Does The Federal Reserve Talk To The Wrong People?

Newsclips — April 8, 2011

CNBC – Steve Liesman:  An Aggressive Fed? More of the Street Betting On It The survey found that about a third of the economists, fund managers and strategists who responded to the survey see the Fed hiking interest rates this year, double the percentage from the March survey. About 27 percent believe the Fed will… Continue reading Does The Federal Reserve Talk To The Wrong People?
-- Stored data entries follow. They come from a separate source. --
impl Line {
    pub(crate) const fn starting_at(start: i32) -> Self {
        Self {
            start,
            end: start,
            item_count: 0,
        }
    }

    pub(crate) const fn ending_at(end: i32) -> Self {
        Self {
            start: end,
            end,
            item_count: 0,
        }
    }

    /// Leading main-axis coordinate.
    #[must_use]
    pub const fn start(&self) -> i32 {
        self.start
    }

    /// Trailing main-axis coordinate.
    #[must_use]
    pub const fn end(&self) -> i32 {
        self.end
    }

    /// Number of items (attached children) in the line.
    #[must_use]
    pub const fn item_count(&self) -> usize {
        self.item_count
    }

    /// Main-axis size of the line.
    #[must_use]
    pub const fn thickness(&self) -> i32 {
        self.end - self.start
    }

    pub(crate) fn offset(&mut self, delta: i32) {
        self.start += delta;
        self.end += delta;
    }

    /// Adds an item growing the line away from its fixed leading edge.
    fn push_from_start(&mut self, thickness: &mut i32, item_main_size: i32) {
        if item_main_size > *thickness {
            *thickness = item_main_size;
            self.end = self.start + item_main_size;
        }
        self.item_count += 1;
    }

    /// Adds an item growing the line away from its fixed trailing edge.
    fn push_from_end(&mut self, thickness: &mut i32, item_main_size: i32) {
        if item_main_size > *thickness {
            *thickness = item_main_size;
            self.start = self.end - item_main_size;
        }
        self.item_count += 1;
    }
}

/// Everything needed to build lines during one layout or scroll pass.
///
/// Captured once per pass so the viewport and configuration cannot change
/// underneath a half-built line.
#[derive(Copy, Clone, Debug)]
pub(crate) struct LineContext {
    pub(crate) axis: AxisAdapter,
    pub(crate) viewport: Viewport,
    pub(crate) direction: LayoutDirection,
    pub(crate) max_items: usize,
    pub(crate) item_spacing: i32,
    pub(crate) line_spacing: i32,
    /// Number of real data items; the ellipsis slot, if any, sits at this index.
    pub(crate) content_count: usize,
    pub(crate) ellipsize: bool,
}

impl LineContext {
    /// Whether an item of `cross` size fits after `line_size` already used.
    ///
    /// The first item of a line always fits.
    fn fits(&self, line_size: i32, cross: i32) -> bool {
        line_size == 0 || line_size + cross <= self.axis.cross_available(&self.viewport)
    }

    fn realize<H: LayoutHost>(&self, host: &mut H, item: Item, at: AttachAt) -> H::View {
        let view = host.obtain_view(item);
        host.attach_view(view, at);
        host.measure_view(view);
        view
    }

    /// Appends a line at the end of the attached children, starting at item
    /// `start_index` and main-axis coordinate `start`.
    ///
    /// Pass `ellipsis` for the last allowed line: it receives the number of
    /// hidden items (or `None` when ellipsizing is disabled), and a trailing
    /// ellipsis item replaces as many real items as needed to fit.
    pub(crate) fn append_line<H: LayoutHost>(
        &self,
        host: &mut H,
        start_index: usize,
        start: i32,
        ellipsis: Option<&mut Option<usize>>,
    ) -> Line {
        let _span = tracing::trace_span!("append_line", start_index, start).entered();
        let mut line = Line::starting_at(start);
        let mut thickness = 0;
        let mut line_size = 0;
        let mut index = start_index;

        while line.item_count != self.max_items && index < self.content_count {
            let view = self.realize(host, Item::Content(index), AttachAt::End);
            let measured = host.measured(view);
            let cross = self.axis.item_cross_size(&measured);
            if !self.fits(line_size, cross) {
                host.recycle_view(view);
                break;
            }
            line.push_from_start(&mut thickness, self.axis.item_main_size(&measured));
            line_size += cross + self.item_spacing;
            index += 1;
        }

        if let Some(count) = ellipsis {
            *count = None;
            if self.ellipsize {
                let hidden = self.content_count - index;
                if hidden > 0 {
                    let (hidden, size) =
                        self.ellipsize_line(host, &mut line, &mut thickness, line_size, hidden);
                    line_size = size;
                    *count = Some(hidden);
                } else {
                    *count = Some(0);
                }
            }
        }

        self.layout_items_to_end(host, &line, line_size - self.item_spacing);
        tracing::trace!(?line, "appended line");
        line
    }

    /// Adds the ellipsis item to `line`, evicting trailing real items until it
    /// fits. Returns the final hidden count and the new line size.
    fn ellipsize_line<H: LayoutHost>(
        &self,
        host: &mut H,
        line: &mut Line,
        thickness: &mut i32,
        mut line_size: i32,
        mut hidden: usize,
    ) -> (usize, i32) {
        let _span = tracing::trace_span!("ellipsize", hidden).entered();
        let slot = self.content_count;
        let view = self.realize(host, Item::Ellipsis { index: slot, hidden }, AttachAt::End);
        let measured = host.measured(view);
        let mut cross = self.axis.item_cross_size(&measured);
        line.push_from_start(thickness, self.axis.item_main_size(&measured));

        let available = self.axis.cross_available(&self.viewport);
        // TODO: recompute the thickness once evicted items leave the line; it
        // currently keeps the size of the tallest item ever added.
        while line.item_count > 1
            && (line.item_count > self.max_items || line_size + cross > available)
        {
            // The ellipsis is the last child, its victim the one before it.
            let victim = host
                .child_count()
                .checked_sub(2)
                .and_then(|index| host.child_at(index));
            let Some(victim) = victim else {
                break;
            };
            line_size -= self.axis.item_cross_size(&host.measured(victim)) + self.item_spacing;
            line.item_count -= 1;
            hidden += 1;
            host.recycle_view(victim);

            host.bind_ellipsis(view, hidden);
            host.measure_view(view);
            cross = self.axis.item_cross_size(&host.measured(view));
        }

        tracing::debug!(hidden, "ellipsized last line");
        (hidden, line_size + cross + self.item_spacing)
    }

    /// Prepends a line before the attached children, walking indices down from
    /// `start_index`, with its trailing edge at `end`.
    pub(crate) fn prepend_line<H: LayoutHost>(
        &self,
        host: &mut H,
        start_index: usize,
        end: i32,
    ) -> Line {
        let _span = tracing::trace_span!("prepend_line", start_index, end).entered();
        let mut line = Line::ending_at(end);
        let mut thickness = 0;
        let mut line_size = 0;
        let mut next = Some(start_index);

        while line.item_count != self.max_items {
            let Some(index) = next else {
                break;
            };
            let view = self.realize(host, Item::Content(index), AttachAt::Start);
            let measured = host.measured(view);
            let cross = self.axis.item_cross_size(&measured);
            if !self.fits(line_size, cross) {
                host.recycle_view(view);
                break;
            }
            line.push_from_end(&mut thickness, self.axis.item_main_size(&measured));
            line_size += cross + self.item_spacing;
            next = index.checked_sub(1);
        }

        self.layout_items_to_start(host, &line, line_size - self.item_spacing, 0);
        tracing::trace!(?line, "prepended line");
        line
    }

    /// Re-attaches up to `depth` items ending at `index` and splits them into
    /// lines in reading order, the last of which ends at `end`.
    ///
    /// Gathering stops early at an item that fills a whole line; such an item
    /// always starts a line of its own in forward layout, so the items after it
    /// split exactly as they did going forwards. Returns the new lines in
    /// reading order, already laid out; empty if nothing was gathered.
    pub(crate) fn look_behind<H: LayoutHost>(
        &self,
        host: &mut H,
        index: usize,
        end: i32,
        depth: usize,
    ) -> SmallVec<[Line; 4]> {
        let _span = tracing::trace_span!("look_behind", index, depth).entered();

        let mut gathered = 0;
        while gathered < depth && gathered <= index {
            let view = host.obtain_view(Item::Content(index - gathered));
            if self.axis.fills_line(&host.layout_params(view)) {
                host.recycle_view(view);
                break;
            }
            host.attach_view(view, AttachAt::Start);
            gathered += 1;
        }
        if gathered == 0 {
            return SmallVec::new();
        }

        // Walk forwards, splitting exactly like an appended line would.
        let mut split: SmallVec<[(Line, i32); 4]> = SmallVec::new();
        let mut line = Line::ending_at(end);
        let mut thickness = 0;
        let mut line_size = 0;
        for child in 0..gathered {
            let Some(view) = host.child_at(child) else {
                break;
            };
            host.measure_view(view);
            let measured = host.measured(view);
            let cross = self.axis.item_cross_size(&measured);
            if line.item_count == self.max_items || !self.fits(line_size, cross) {
                split.push((line, line_size - self.item_spacing));
                line = Line::ending_at(end);
                thickness = 0;
                line_size = 0;
            }
            line.push_from_end(&mut thickness, self.axis.item_main_size(&measured));
            line_size += cross + self.item_spacing;
        }
        split.push((line, line_size - self.item_spacing));

        // Every line was measured against `end`; stack them backwards from there.
        let mut offset = 0;
        let mut first_child = gathered;
        for (line, items_size) in split.iter_mut().rev() {
            line.offset(offset);
            first_child -= line.item_count;
            self.layout_items_to_start(host, line, *items_size, first_child);
            offset -= line.thickness() + self.line_spacing;
        }

        tracing::debug!(gathered, lines = split.len(), "looked behind");
        split.into_iter().map(|(line, _)| line).collect()
    }

    /// Positions the last `line.item_count` attached children.
    fn layout_items_to_end<H: LayoutHost>(&self, host: &mut H, line: &Line, items_size: i32) {
        let Some(first_child) = host.child_count().checked_sub(line.item_count) else {
            return;
        };
        self.layout_items_to_start(host, line, items_size, first_child);
    }

    /// Positions `line.item_count` attached children starting at `first_child`.
    fn layout_items_to_start<H: LayoutHost>(
        &self,
        host: &mut H,
        line: &Line,
        items_size: i32,
        first_child: usize,
    ) {
        let mut cross = self
            .axis
            .line_origin(&self.viewport, self.direction, items_size);
        let thickness = line.thickness();
        for child in first_child..first_child + line.item_count {
            let Some(view) = host.child_at(child) else {
                break;
            };
            cross += self
                .axis
                .place_item(host, view, line.start, thickness, cross)
                + self.item_spacing;
        }
    }
}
  • CNBC – Steve Liesman:  An Aggressive Fed? More of the Street Betting On It
    The survey found that about a third of the economists, fund managers and strategists who responded to the survey see the Fed hiking interest rates this year, double the percentage from the March survey. About 27 percent believe the Fed will begin selling assets in the second half of 2011, to reduce the size of its portfolio, up from around 16 percent in the prior survey. … Slightly more than half of the 69 respondents believe Fed policy is now “too accomodative,” up from 44 percent in March. The percentage who believe the Fed has policy “just right” declined to 42 percent from 50 percent. … A robust 78 percent said they believed that the press conferences, to be held four times a year, would make Fed policy more clear. Just 7 percent thought it would lead to greater policy confusion. But 47 percent said the press conference would create greater volatility in the stock and bond markets with 41 percent believing there would be no market impact. … The outlook for a third round of quantitative easing remains muted. Only about a quarter of respondents believe the Fed will continue to buy assets after the expiration in June of the Fed’s current quantitative easing program to purchase $600 billion of treasuries. On average they expect around $50 billion of additional purchases.

Comment

Steve Liesman described this group of 69 respondents as having “a predilection to support the Federal Reserve.”  In other words, these are Federal Reserve supporters who generally go along with whatever the Federal Reserve suggests.  However, as our poll to the upper right shows and our discussion earlier this week detailed, many traders do not see it this way.

The Federal Reserve might be surrounding themselves with yes-men which is clouding their view from what Wall Street really thinks.  Consider:

  • CNBC – Slightly more than half of the 69 respondents believe Federal Reserve policy is now “too accomodative,” up from 44 percent in March.  We would argue the percentage is much higher away from the Federal Reserve supporters.
  • CNBC – 18 of 69 respondents (26%) see the possibility of QE3 whereas our poll puts it at 40%
  • CNBC – Only 34.8% think the end of QE2 (presumably with no possibility of QE3) will result in lower stock prices.  We would argue this is the single biggest fear among market players for the rest of 2011.

Members of the Federal Reserve would do themselves a great service in talking to more people with dissenting views, if for no other reason than to understand an opposing viewpoint.  Surrounding themselves with sympathizers has repeatedly led to problems in the past and we fear it will again in the immediate future.

Here is the type of person the Federal Reserve needs to talk too.

  • MarketWatch – David Stockman:  Crony capitalism strikes again
    The Federal Reserve juices speculators

    In the last few weeks alone, it launched two more financial sector pumping operations which will harm the real economy, even as these actions juice Wall Street’s speculative humors. First, joining the central banking cartels’ market rigging operation in support of the yen, the Fed helped bail-out carry traders from a savage short-covering squeeze. Then, green lighting the big banks for another go-round of the dividend and share-buyback scam, it handsomely rewarded options traders who had been front-running this announcement for weeks. Indeed, this sort of action is so blatant that the Fed might as well just look for a financial vein in the vicinity of 200 West St., and proceed straight-away to mainline the trading desks located there. In any event, the yen intervention certainly had nothing to do with the evident distress of the Japanese people. What happened is that one of the potent engines of the global carry-trade — the massive use of the yen as a zero cost funding currency — backfired violently in response to the unexpected disasters in Japan. Accordingly, this should have been a moment of condign punishment — wiping out years of speculative gains in heavily leveraged commodity and emerging market currency and equity wagers, and putting two-way risk back into the markets for so-called risk assets. Instead, once again, speculators were reassured that in the global financial casino operated by the world’s central bankers, the house is always there for them—this time with an exchange rate cap on what would otherwise have been a catastrophic surge in their yen funding costs.